PROBLEM DETAILS:
Your response should contain every line from the data below that holds the string "books".

DATA EXCERPTS:
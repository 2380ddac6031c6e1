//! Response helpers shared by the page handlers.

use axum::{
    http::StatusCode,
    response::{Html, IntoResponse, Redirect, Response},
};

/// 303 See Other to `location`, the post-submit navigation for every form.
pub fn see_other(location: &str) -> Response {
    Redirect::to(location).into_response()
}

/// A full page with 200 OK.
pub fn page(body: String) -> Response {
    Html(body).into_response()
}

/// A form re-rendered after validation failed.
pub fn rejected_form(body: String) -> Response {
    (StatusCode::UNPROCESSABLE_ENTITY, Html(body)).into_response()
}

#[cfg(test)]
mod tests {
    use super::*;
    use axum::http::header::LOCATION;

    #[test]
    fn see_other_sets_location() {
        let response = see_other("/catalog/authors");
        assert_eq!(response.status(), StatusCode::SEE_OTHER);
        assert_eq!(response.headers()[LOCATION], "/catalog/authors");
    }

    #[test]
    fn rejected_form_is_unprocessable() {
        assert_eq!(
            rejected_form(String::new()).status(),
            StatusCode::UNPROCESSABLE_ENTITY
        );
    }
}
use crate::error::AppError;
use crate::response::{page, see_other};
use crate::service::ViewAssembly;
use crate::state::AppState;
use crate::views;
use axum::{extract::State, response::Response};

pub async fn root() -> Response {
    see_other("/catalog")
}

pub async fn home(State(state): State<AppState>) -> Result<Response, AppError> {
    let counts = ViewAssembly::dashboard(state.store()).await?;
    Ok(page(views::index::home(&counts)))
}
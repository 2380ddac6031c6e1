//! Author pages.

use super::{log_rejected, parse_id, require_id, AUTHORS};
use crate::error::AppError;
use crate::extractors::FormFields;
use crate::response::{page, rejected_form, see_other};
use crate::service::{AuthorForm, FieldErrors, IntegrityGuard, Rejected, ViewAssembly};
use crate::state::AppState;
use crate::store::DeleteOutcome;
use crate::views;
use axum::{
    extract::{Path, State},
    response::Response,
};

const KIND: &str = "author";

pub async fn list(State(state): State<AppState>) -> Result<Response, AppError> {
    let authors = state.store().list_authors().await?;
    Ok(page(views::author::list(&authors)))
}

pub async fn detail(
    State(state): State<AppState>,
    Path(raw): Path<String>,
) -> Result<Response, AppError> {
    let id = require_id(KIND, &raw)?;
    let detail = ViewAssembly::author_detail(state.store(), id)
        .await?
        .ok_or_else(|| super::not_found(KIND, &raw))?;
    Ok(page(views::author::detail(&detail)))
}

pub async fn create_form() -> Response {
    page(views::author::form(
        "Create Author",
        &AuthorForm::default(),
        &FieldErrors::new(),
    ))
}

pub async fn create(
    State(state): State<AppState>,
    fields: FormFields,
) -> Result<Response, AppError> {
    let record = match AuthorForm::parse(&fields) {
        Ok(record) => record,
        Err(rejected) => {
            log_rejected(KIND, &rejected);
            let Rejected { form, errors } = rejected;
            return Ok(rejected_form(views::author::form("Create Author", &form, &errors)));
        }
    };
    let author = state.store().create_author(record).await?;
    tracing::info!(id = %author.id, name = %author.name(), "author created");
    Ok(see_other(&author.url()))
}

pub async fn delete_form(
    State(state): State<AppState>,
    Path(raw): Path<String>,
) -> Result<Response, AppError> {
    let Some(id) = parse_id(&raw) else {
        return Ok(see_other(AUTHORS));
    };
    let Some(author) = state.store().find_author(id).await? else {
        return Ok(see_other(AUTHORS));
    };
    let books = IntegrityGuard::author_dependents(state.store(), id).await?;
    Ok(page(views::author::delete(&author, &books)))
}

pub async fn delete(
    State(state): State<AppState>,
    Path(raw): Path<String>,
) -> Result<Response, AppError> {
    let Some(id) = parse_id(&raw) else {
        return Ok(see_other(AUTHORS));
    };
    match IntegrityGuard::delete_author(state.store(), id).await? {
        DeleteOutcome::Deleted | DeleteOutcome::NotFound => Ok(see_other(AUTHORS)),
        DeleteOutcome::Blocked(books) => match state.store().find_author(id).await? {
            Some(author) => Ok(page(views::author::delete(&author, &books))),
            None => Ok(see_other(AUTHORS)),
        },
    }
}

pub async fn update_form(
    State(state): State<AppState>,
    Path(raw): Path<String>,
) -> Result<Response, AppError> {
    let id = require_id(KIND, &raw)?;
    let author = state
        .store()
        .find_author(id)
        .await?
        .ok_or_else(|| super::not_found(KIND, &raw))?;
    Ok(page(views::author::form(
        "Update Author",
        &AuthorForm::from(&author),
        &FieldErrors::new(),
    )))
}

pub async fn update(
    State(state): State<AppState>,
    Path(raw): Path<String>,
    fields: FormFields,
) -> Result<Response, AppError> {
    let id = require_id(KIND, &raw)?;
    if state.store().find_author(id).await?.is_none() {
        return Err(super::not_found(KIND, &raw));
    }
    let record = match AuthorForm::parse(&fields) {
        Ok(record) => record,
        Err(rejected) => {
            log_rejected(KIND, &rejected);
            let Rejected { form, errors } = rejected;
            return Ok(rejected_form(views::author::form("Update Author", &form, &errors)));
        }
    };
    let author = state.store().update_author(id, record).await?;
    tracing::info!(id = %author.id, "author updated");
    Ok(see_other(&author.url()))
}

EXERCISE RESPONSE:
    let books = IntegrityGuard::author_dependents(state.store(), id).await?;
    Ok(page(views::author::delete(&author, &books)))
        DeleteOutcome::Blocked(books) => match state.store().find_author(id).await? {
            Some(author) => Ok(page(views::author::delete(&author, &books))),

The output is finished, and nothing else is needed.